— What is expected —
The expected result is every line of the records, printed exactly.

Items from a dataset
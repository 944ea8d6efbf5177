//! Layered error definitions
//!
//! Categorized by source: config / link / decode / storage / sync

use thiserror::Error;

/// Unified error type
#[derive(Debug, Error)]
pub enum TelemetryError {
    // ===== Configuration Errors =====
    /// Configuration parse error
    #[error("config parse error: {message}")]
    ConfigParse {
        message: String,
        #[source]
        source: Option<Box<dyn std::error::Error + Send + Sync>>,
    },

    /// Configuration validation error
    #[error("config validation error at '{field}': {message}")]
    ConfigValidation { field: String, message: String },

    // ===== Link Errors =====
    /// Scan failed or produced no matching peripheral
    #[error("scan error: {message}")]
    Scan { message: String },

    /// Link establishment error
    #[error("link connection error for '{peripheral}': {message}")]
    LinkConnection { peripheral: String, message: String },

    /// Control command / subscription error (transient, not retried)
    #[error("link command '{command}' failed: {message}")]
    LinkCommand { command: String, message: String },

    /// Operation requires an established link
    #[error("no peripheral connected")]
    NotConnected,

    // ===== Decode Errors =====
    /// Payload could not be decoded (dropped at the decoder boundary)
    #[error("decode error on channel '{channel}': {message}")]
    Decode { channel: String, message: String },

    // ===== Storage Errors =====
    /// Local row store write error
    #[error("storage write error: {message}")]
    StorageWrite { message: String },

    /// Local row store query error
    #[error("storage query error: {message}")]
    StorageQuery { message: String },

    // ===== Sync Errors =====
    /// Remote session create/delete error
    #[error("remote session error: {message}")]
    RemoteSession { message: String },

    /// Remote batch upload error
    #[error("remote upload error: {message}")]
    RemoteUpload { message: String },

    /// A sync attempt is already running
    #[error("sync already in flight")]
    SyncInFlight,

    /// Sync requires recording to be stopped first
    #[error("recording is active; stop recording before syncing")]
    RecordingActive,

    /// The attempt was rolled back after a partial failure
    #[error("sync rolled back: {message}")]
    SyncRolledBack { message: String },

    /// Rollback of local synced flags failed; manual restart required
    #[error("unrecoverable sync state, local flag rollback failed: {message}")]
    SyncUnrecoverable { message: String },

    // ===== General Errors =====
    /// IO error
    #[error("io error: {0}")]
    Io(#[from] std::io::Error),

    /// Other error
    #[error("{0}")]
    Other(String),
}

impl TelemetryError {
    /// Create configuration parse error
    pub fn config_parse(message: impl Into<String>) -> Self {
        Self::ConfigParse {
            message: message.into(),
            source: None,
        }
    }

    /// Create configuration validation error
    pub fn config_validation(field: impl Into<String>, message: impl Into<String>) -> Self {
        Self::ConfigValidation {
            field: field.into(),
            message: message.into(),
        }
    }

    /// Create scan error
    pub fn scan(message: impl Into<String>) -> Self {
        Self::Scan {
            message: message.into(),
        }
    }

    /// Create link connection error
    pub fn link_connection(peripheral: impl Into<String>, message: impl Into<String>) -> Self {
        Self::LinkConnection {
            peripheral: peripheral.into(),
            message: message.into(),
        }
    }

    /// Create link command error
    pub fn link_command(command: impl Into<String>, message: impl Into<String>) -> Self {
        Self::LinkCommand {
            command: command.into(),
            message: message.into(),
        }
    }

    /// Create decode error
    pub fn decode(channel: impl Into<String>, message: impl Into<String>) -> Self {
        Self::Decode {
            channel: channel.into(),
            message: message.into(),
        }
    }

    /// Create storage write error
    pub fn storage_write(message: impl Into<String>) -> Self {
        Self::StorageWrite {
            message: message.into(),
        }
    }

    /// Create storage query error
    pub fn storage_query(message: impl Into<String>) -> Self {
        Self::StorageQuery {
            message: message.into(),
        }
    }

    /// Create remote session error
    pub fn remote_session(message: impl Into<String>) -> Self {
        Self::RemoteSession {
            message: message.into(),
        }
    }

    /// Create remote upload error
    pub fn remote_upload(message: impl Into<String>) -> Self {
        Self::RemoteUpload {
            message: message.into(),
        }
    }
}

— Solution below —
repository 944ea8d6efbf5177
//! Layered error definitions
//!
//! Categorized by source: config / link / decode / storage / sync

use thiserror::Error;

/// Unified error type
#[derive(Debug, Error)]
pub enum TelemetryError {
    // ===== Configuration Errors =====
    /// Configuration parse error
    #[error("config parse error: {message}")]
    ConfigParse {
        message: String,
        #[source]
        source: Option<Box<dyn std::error::Error + Send + Sync>>,
    },

    /// Configuration validation error
    #[error("config validation error at '{field}': {message}")]
    ConfigValidation { field: String, message: String },

    // ===== Link Errors =====
    /// Scan failed or produced no matching peripheral
    #[error("scan error: {message}")]
    Scan { message: String },

    /// Link establishment error
    #[error("link connection error for '{peripheral}': {message}")]
    LinkConnection { peripheral: String, message: String },

    /// Control command / subscription error (transient, not retried)
    #[error("link command '{command}' failed: {message}")]
    LinkCommand { command: String, message: String },

    /// Operation requires an established link
    #[error("no peripheral connected")]
    NotConnected,

    // ===== Decode Errors =====
    /// Payload could not be decoded (dropped at the decoder boundary)
    #[error("decode error on channel '{channel}': {message}")]
    Decode { channel: String, message: String },

    // ===== Storage Errors =====
    /// Local row store write error
    #[error("storage write error: {message}")]
    StorageWrite { message: String },

    /// Local row store query error
    #[error("storage query error: {message}")]
    StorageQuery { message: String },

    // ===== Sync Errors =====
    /// Remote session create/delete error
    #[error("remote session error: {message}")]
    RemoteSession { message: String },

    /// Remote batch upload error
    #[error("remote upload error: {message}")]
    RemoteUpload { message: String },

    /// A sync attempt is already running
    #[error("sync already in flight")]
    SyncInFlight,

    /// Sync requires recording to be stopped first
    #[error("recording is active; stop recording before syncing")]
    RecordingActive,

    /// The attempt was rolled back after a partial failure
    #[error("sync rolled back: {message}")]
    SyncRolledBack { message: String },

    /// Rollback of local synced flags failed; manual restart required
    #[error("unrecoverable sync state, local flag rollback failed: {message}")]
    SyncUnrecoverable { message: String },

    // ===== General Errors =====
    /// IO error
    #[error("io error: {0}")]
    Io(#[from] std::io::Error),

    /// Other error
    #[error("{0}")]
    Other(String),
}

impl TelemetryError {
    /// Create configuration parse error
    pub fn config_parse(message: impl Into<String>) -> Self {
        Self::ConfigParse {
            message: message.into(),
            source: None,
        }
    }

    /// Create configuration validation error
    pub fn config_validation(field: impl Into<String>, message: impl Into<String>) -> Self {
        Self::ConfigValidation {
            field: field.into(),
            message: message.into(),
        }
    }

    /// Create scan error
    pub fn scan(message: impl Into<String>) -> Self {
        Self::Scan {
            message: message.into(),
        }
    }

    /// Create link connection error
    pub fn link_connection(peripheral: impl Into<String>, message: impl Into<String>) -> Self {
        Self::LinkConnection {
            peripheral: peripheral.into(),
            message: message.into(),
        }
    }

    /// Create link command error
    pub fn link_command(command: impl Into<String>, message: impl Into<String>) -> Self {
        Self::LinkCommand {
            command: command.into(),
            message: message.into(),
        }
    }

    /// Create decode error
    pub fn decode(channel: impl Into<String>, message: impl Into<String>) -> Self {
        Self::Decode {
            channel: channel.into(),
            message: message.into(),
        }
    }

    /// Create storage write error
    pub fn storage_write(message: impl Into<String>) -> Self {
        Self::StorageWrite {
            message: message.into(),
        }
    }

    /// Create storage query error
    pub fn storage_query(message: impl Into<String>) -> Self {
        Self::StorageQuery {
            message: message.into(),
        }
    }

    /// Create remote session error
    pub fn remote_session(message: impl Into<String>) -> Self {
        Self::RemoteSession {
            message: message.into(),
        }
    }

    /// Create remote upload error
    pub fn remote_upload(message: impl Into<String>) -> Self {
        Self::RemoteUpload {
            message: message.into(),
        }
    }
}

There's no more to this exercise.